The International Relations and Security Network - 19 March 2014
Ted C. Liu
Public Domain Public Domain How will traditional oil producers in the greater Middle East offset the rise of shale oil and other unconventional sources of energy? Look no further than the world’s emerging powers, argues Ted Liu. However, China’s investments in the region will definitely alter its balance of power.
Although Iran’s economic relationship with China has been
historically based on the oil and gas trade, international sanctions and
China’s increased economic significance have altered these countries’
trade relations. While often inferior in quality, cheaper Chinese goods
are now more accessible to Iranian consumers than the country’s
traditional reliance on European products. Previously, Germany, Italy
and Greece were Iran’s top trading partners. Presently, China is the top
destination for Iranian exports while Chinese imports in Iran are
second only to those from the United Arab Emirates (UAE). According to a
Massachusetts Institute of Technology (MIT) index, oil makes up most of
Iranian exports to China while Iran imports mostly automobiles,
industrial equipment and consumer goods from China. Increasingly,
Chinese firms are winning contracts for key infrastructure projects,
such as Tehran’s metro system and the Sadr expressway expansion project.
Yet even as trade expands between the two countries, both face
challenges: Beijing must carefully navigate international sanctions on
Iran even as it uses Chinese goods to barter for Iranian oil, while
Iran’s dependence on trade with China leaves the Iranian economy highly
undiversified and threatens its nonoil sectors.

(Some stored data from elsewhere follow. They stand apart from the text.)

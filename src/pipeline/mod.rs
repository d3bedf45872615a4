/// Command pipeline shared by every subcommand.
///
/// Stage order is fixed and each command runs it explicitly:
///
/// 1. read inputs (pre-flight validation, no network)
/// 2. resolve config and build the client ([`Pipeline::connect`])
/// 3. invoke the API operation
/// 4. classify failures ([`classify`])
/// 5. command-specific post-processing
/// 6. format ([`Pipeline::render`])
/// 7. emit ([`Pipeline::emit`], [`Pipeline::echo`])
///
/// Any error ends the run; [`Pipeline::execute`] reports it exactly once
/// through the injected [`Reporter`] and turns it into an exit code.
pub mod classify;
pub mod errors;
pub mod report;

use std::fs;
use std::io::{self, Write};
use std::path::{Path, PathBuf};

use serde_json::Value;

use crate::api::{Connect, SublimeApi};
use crate::cli::{Command, OutputFormat, OutputSink};
use crate::commands;
use crate::config::{ConfigSource, resolve_api_key};
use crate::format::FormatterRegistry;

pub use classify::{classify, classify_error};
pub use errors::CliError;
pub use report::{REPORT_TARGET, Reporter, TracingReporter};

/// Collaborators and settings for one invocation.
pub struct Pipeline<'a> {
    config: &'a dyn ConfigSource,
    connector: &'a dyn Connect,
    reporter: &'a dyn Reporter,
    stdout: &'a mut dyn Write,
    formatters: FormatterRegistry,
    workdir: PathBuf,
    prog: String,
    verbose: bool,
}

impl<'a> Pipeline<'a> {
    /// Pipeline writing to `stdout`, resolving relative default files against
    /// the process working directory.
    #[must_use]
    pub fn new(
        config: &'a dyn ConfigSource,
        connector: &'a dyn Connect,
        reporter: &'a dyn Reporter,
        stdout: &'a mut dyn Write,
        prog: impl Into<String>,
    ) -> Self {
        Self {
            config,
            connector,
            reporter,
            stdout,
            formatters: FormatterRegistry::standard(),
            workdir: PathBuf::new(),
            prog: prog.into(),
            verbose: false,
        }
    }

    /// Directory for default inputs (`detections.pql`) and synthesized outputs.
    #[must_use]
    pub fn with_workdir(mut self, workdir: impl Into<PathBuf>) -> Self {
        self.workdir = workdir.into();
        self
    }

    /// Pass `--verbose` to renderers.
    #[must_use]
    pub fn verbose(mut self, verbose: bool) -> Self {
        self.verbose = verbose;
        self
    }

    /// Run `command`, flush stdout, report any failure, and return the
    /// process exit code.
    pub fn execute(&mut self, command: &Command) -> i32 {
        tracing::debug!(command = command.name(), "executing");
        let result = commands::dispatch(command, self)
            .and_then(|()| self.stdout.flush().map_err(CliError::stdout));
        match result {
            Ok(()) => 0,
            Err(err) => {
                self.report(&err);
                err.exit_code()
            }
        }
    }

    fn report(&self, err: &CliError) {
        match err {
            CliError::Api { detail } => self.reporter.api_error(detail),
            other => self.reporter.usage_error(&other.to_string()),
        }
    }

    /// The config store, for commands that write it.
    #[must_use]
    pub fn config(&self) -> &dyn ConfigSource {
        self.config
    }

    /// `name` resolved against the working directory.
    #[must_use]
    pub fn workdir_path(&self, name: &str) -> PathBuf {
        self.workdir.join(name)
    }

    /// Resolve the API key and build a client bound to it.
    ///
    /// # Errors
    ///
    /// Returns `CliError::MissingApiKey`/`Config` from resolution, or a
    /// classified `CliError::Api` if the client cannot be built.
    pub fn connect(&self, explicit_key: Option<&str>) -> Result<Box<dyn SublimeApi>, CliError> {
        let api_key = resolve_api_key(explicit_key, self.config, &self.prog)?;
        classify(self.connector.connect(&api_key))
    }

    /// Render `result` for `command` in `format`.
    ///
    /// # Errors
    ///
    /// Returns `CliError::NoFormatter` if no renderer is registered.
    pub fn render(
        &self,
        format: OutputFormat,
        command: &str,
        result: &Value,
    ) -> Result<String, CliError> {
        self.formatters.format(format, command, result, self.verbose)
    }

    /// Write a line to stdout regardless of the output sink.
    ///
    /// # Errors
    ///
    /// Returns `CliError::Io` if stdout cannot be written.
    pub fn echo(&mut self, text: &str) -> Result<(), CliError> {
        writeln!(self.stdout, "{text}").map_err(CliError::stdout)
    }

    /// Write rendered output to `sink`.
    ///
    /// # Errors
    ///
    /// Returns `CliError::Io` if the sink cannot be written.
    pub fn emit(&mut self, text: &str, sink: &OutputSink) -> Result<(), CliError> {
        sink.write(text, &mut *self.stdout)
    }
}

/// Read a file named by `flag` as text.
///
/// # Errors
///
/// Returns `CliError::FileNotFound` if the file does not exist, and
/// `CliError::Io` naming the file on any other failure.
pub fn read_input(flag: &'static str, path: &Path) -> Result<String, CliError> {
    fs::read_to_string(path).map_err(|e| match e.kind() {
        io::ErrorKind::NotFound => CliError::FileNotFound {
            flag,
            path: path.to_path_buf(),
        },
        _ => CliError::io(path, e),
    })
}

#[cfg(test)]
mod tests {
    use std::io;

    use clap::Parser;

    use super::*;
    use crate::cli::Cli;
    use crate::pipeline::testing::{Harness, MemoryConfig, RecordingReporter};

    /// Accepts writes, fails on flush like a closed pipe.
    struct BrokenPipe(Vec<u8>);

    impl Write for BrokenPipe {
        fn write(&mut self, buf: &[u8]) -> io::Result<usize> {
            self.0.extend_from_slice(buf);
            Ok(buf.len())
        }

        fn flush(&mut self) -> io::Result<()> {
            Err(io::Error::from(io::ErrorKind::BrokenPipe))
        }
    }

    #[test]
    fn test_failed_flush_is_nonzero_exit() {
        let h = Harness::responding(Ok(Value::Null));
        let config = MemoryConfig::default();
        let reporter = RecordingReporter::default();
        let mut out = BrokenPipe(Vec::new());
        let cli = Cli::try_parse_from(["sublime", "setup", "-k", "secret"]).unwrap();

        let code = Pipeline::new(&config, &h.connector, &reporter, &mut out, "sublime")
            .execute(&cli.command);

        assert_eq!(code, 1);
        assert!(config.saved.borrow().is_some());
        let lines = reporter.lines.borrow();
        assert_eq!(lines.len(), 1);
        assert!(lines[0].starts_with("Error: -: "), "{lines:?}");
    }

    #[test]
    fn test_flush_runs_after_success() {
        let mut h = Harness::responding(Ok(Value::Null));
        assert_eq!(h.run(&["setup", "-k", "secret"]), 0);
        assert!(h.reported().is_empty());
    }
}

Egypt’s large population provides a consumer market for inexpensive
Chinese products and the country’s strategic assets can also further
China’s interests in the region. As Chinese exports to Egypt surpassed
those from the United States in 2011, Egypt in return can offer China
economic and geopolitical influence in Africa and the Middle East. As a
traditionally influential player in the Arab world, a closer
relationship with Egypt could buy China political goodwill in the
region, but may also facilitate practical benefits such as expedited
access to the Suez Canal for Chinese commercial vessels and warships. By
developing a working partnership with the Morsi government, Chinese
efforts initially produced increased bilateral trade with Egypt.